WHAT TO DO - Below are some records; print every one of them exactly.

RECORD EXTRACTS -
------------------------
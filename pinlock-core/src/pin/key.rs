//! Keys and PINs

#[cfg(feature = "serde")]
use serde::{Deserialize, Serialize};

/// Number of digits in a PIN
pub const PIN_LENGTH: usize = 4;

/// A key on the 4x3 keypad
#[derive(Debug, Clone, Copy, PartialEq, Eq)]
#[cfg_attr(feature = "defmt", derive(defmt::Format))]
pub enum Key {
    /// Decimal digit 0-9
    Digit(u8),
    /// `*` (unused)
    Star,
    /// `#` (backspace)
    Hash,
}

impl Key {
    /// Map a keypad legend character to a key
    pub fn from_char(c: char) -> Option<Self> {
        match c {
            '0'..='9' => Some(Key::Digit(c as u8 - b'0')),
            '*' => Some(Key::Star),
            '#' => Some(Key::Hash),
            _ => None,
        }
    }

    /// Legend printed on the key
    pub fn as_char(self) -> char {
        match self {
            Key::Digit(d) if d <= 9 => (b'0' + d) as char,
            Key::Digit(_) => '?',
            Key::Star => '*',
            Key::Hash => '#',
        }
    }
}

/// A 4-digit PIN
///
/// `Debug` and `defmt::Format` never print the digits.
#[derive(Clone, Copy, PartialEq, Eq)]
#[cfg_attr(feature = "serde", derive(Serialize, Deserialize))]
pub struct Pin([u8; PIN_LENGTH]);

impl Pin {
    /// Create a PIN from digit values (not ASCII)
    pub const fn new(digits: [u8; PIN_LENGTH]) -> Self {
        Self(digits)
    }

    /// Parse four ASCII digits
    pub fn parse(text: &str) -> Option<Self> {
        let bytes = text.as_bytes();
        if bytes.len() != PIN_LENGTH {
            return None;
        }
        let mut digits = [0u8; PIN_LENGTH];
        for (slot, &b) in digits.iter_mut().zip(bytes) {
            if !b.is_ascii_digit() {
                return None;
            }
            *slot = b - b'0';
        }
        Some(Self(digits))
    }

    /// Whether every slot holds a decimal digit
    pub fn is_valid(&self) -> bool {
        self.0.iter().all(|&d| d <= 9)
    }

    /// Compare against a candidate without stopping at the first mismatch
    pub fn matches(&self, candidate: &Pin) -> bool {
        self.0
            .iter()
            .zip(candidate.0.iter())
            .fold(0u8, |acc, (a, b)| acc | (a ^ b))
            == 0
    }
}

impl core::fmt::Debug for Pin {
    fn fmt(&self, f: &mut core::fmt::Formatter<'_>) -> core::fmt::Result {
        f.write_str("Pin(****)")
    }
}

#[cfg(feature = "defmt")]
impl defmt::Format for Pin {
    fn format(&self, f: defmt::Formatter) {
        defmt::write!(f, "Pin(****)")
    }
}

#[cfg(test)]
mod tests {
    use super::*;

    #[test]
    fn test_key_from_char() {
        assert_eq!(Key::from_char('7'), Some(Key::Digit(7)));
        assert_eq!(Key::from_char('*'), Some(Key::Star));
        assert_eq!(Key::from_char('#'), Some(Key::Hash));
        assert_eq!(Key::from_char('A'), None);
        assert_eq!(Key::Digit(0).as_char(), '0');
    }

    #[test]
    fn test_pin_parse() {
        assert_eq!(Pin::parse("1911"), Some(Pin::new([1, 9, 1, 1])));
        assert_eq!(Pin::parse("191"), None);
        assert_eq!(Pin::parse("19a1"), None);
        assert_eq!(Pin::parse("19111"), None);
    }

    #[test]
    fn test_pin_matches() {
        let pin = Pin::new([1, 9, 1, 1]);
        assert!(pin.matches(&Pin::new([1, 9, 1, 1])));
        assert!(!pin.matches(&Pin::new([1, 9, 1, 2])));
        assert!(!pin.matches(&Pin::new([0, 9, 1, 1])));
    }

    #[test]
    fn test_pin_debug_hides_digits() {
        let text = format!("{:?}", Pin::new([1, 9, 1, 1]));
        assert!(!text.contains('9'));
    }
}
------------------------
OUTPUT FOR THIS EXERCISE -
filename pinlock-core/src/pin/key.rs
//! Keys and PINs

#[cfg(feature = "serde")]
use serde::{Deserialize, Serialize};

/// Number of digits in a PIN
pub const PIN_LENGTH: usize = 4;

/// A key on the 4x3 keypad
#[derive(Debug, Clone, Copy, PartialEq, Eq)]
#[cfg_attr(feature = "defmt", derive(defmt::Format))]
pub enum Key {
    /// Decimal digit 0-9
    Digit(u8),
    /// `*` (unused)
    Star,
    /// `#` (backspace)
    Hash,
}

impl Key {
    /// Map a keypad legend character to a key
    pub fn from_char(c: char) -> Option<Self> {
        match c {
            '0'..='9' => Some(Key::Digit(c as u8 - b'0')),
            '*' => Some(Key::Star),
            '#' => Some(Key::Hash),
            _ => None,
        }
    }

    /// Legend printed on the key
    pub fn as_char(self) -> char {
        match self {
            Key::Digit(d) if d <= 9 => (b'0' + d) as char,
            Key::Digit(_) => '?',
            Key::Star => '*',
            Key::Hash => '#',
        }
    }
}

/// A 4-digit PIN
///
/// `Debug` and `defmt::Format` never print the digits.
#[derive(Clone, Copy, PartialEq, Eq)]
#[cfg_attr(feature = "serde", derive(Serialize, Deserialize))]
pub struct Pin([u8; PIN_LENGTH]);

impl Pin {
    /// Create a PIN from digit values (not ASCII)
    pub const fn new(digits: [u8; PIN_LENGTH]) -> Self {
        Self(digits)
    }

    /// Parse four ASCII digits
    pub fn parse(text: &str) -> Option<Self> {
        let bytes = text.as_bytes();
        if bytes.len() != PIN_LENGTH {
            return None;
        }
        let mut digits = [0u8; PIN_LENGTH];
        for (slot, &b) in digits.iter_mut().zip(bytes) {
            if !b.is_ascii_digit() {
                return None;
            }
            *slot = b - b'0';
        }
        Some(Self(digits))
    }

    /// Whether every slot holds a decimal digit
    pub fn is_valid(&self) -> bool {
        self.0.iter().all(|&d| d <= 9)
    }

    /// Compare against a candidate without stopping at the first mismatch
    pub fn matches(&self, candidate: &Pin) -> bool {
        self.0
            .iter()
            .zip(candidate.0.iter())
            .fold(0u8, |acc, (a, b)| acc | (a ^ b))
            == 0
    }
}

impl core::fmt::Debug for Pin {
    fn fmt(&self, f: &mut core::fmt::Formatter<'_>) -> core::fmt::Result {
        f.write_str("Pin(****)")
    }
}

#[cfg(feature = "defmt")]
impl defmt::Format for Pin {
    fn format(&self, f: defmt::Formatter) {
        defmt::write!(f, "Pin(****)")
    }
}

#[cfg(test)]
mod tests {
    use super::*;

    #[test]
    fn test_key_from_char() {
        assert_eq!(Key::from_char('7'), Some(Key::Digit(7)));
        assert_eq!(Key::from_char('*'), Some(Key::Star));
        assert_eq!(Key::from_char('#'), Some(Key::Hash));
        assert_eq!(Key::from_char('A'), None);
        assert_eq!(Key::Digit(0).as_char(), '0');
    }

    #[test]
    fn test_pin_parse() {
        assert_eq!(Pin::parse("1911"), Some(Pin::new([1, 9, 1, 1])));
        assert_eq!(Pin::parse("191"), None);
        assert_eq!(Pin::parse("19a1"), None);
        assert_eq!(Pin::parse("19111"), None);
    }

    #[test]
    fn test_pin_matches() {
        let pin = Pin::new([1, 9, 1, 1]);
        assert!(pin.matches(&Pin::new([1, 9, 1, 1])));
        assert!(!pin.matches(&Pin::new([1, 9, 1, 2])));
        assert!(!pin.matches(&Pin::new([0, 9, 1, 1])));
    }

    #[test]
    fn test_pin_debug_hides_digits() {
        let text = format!("{:?}", Pin::new([1, 9, 1, 1]));
        assert!(!text.contains('9'));
    }
}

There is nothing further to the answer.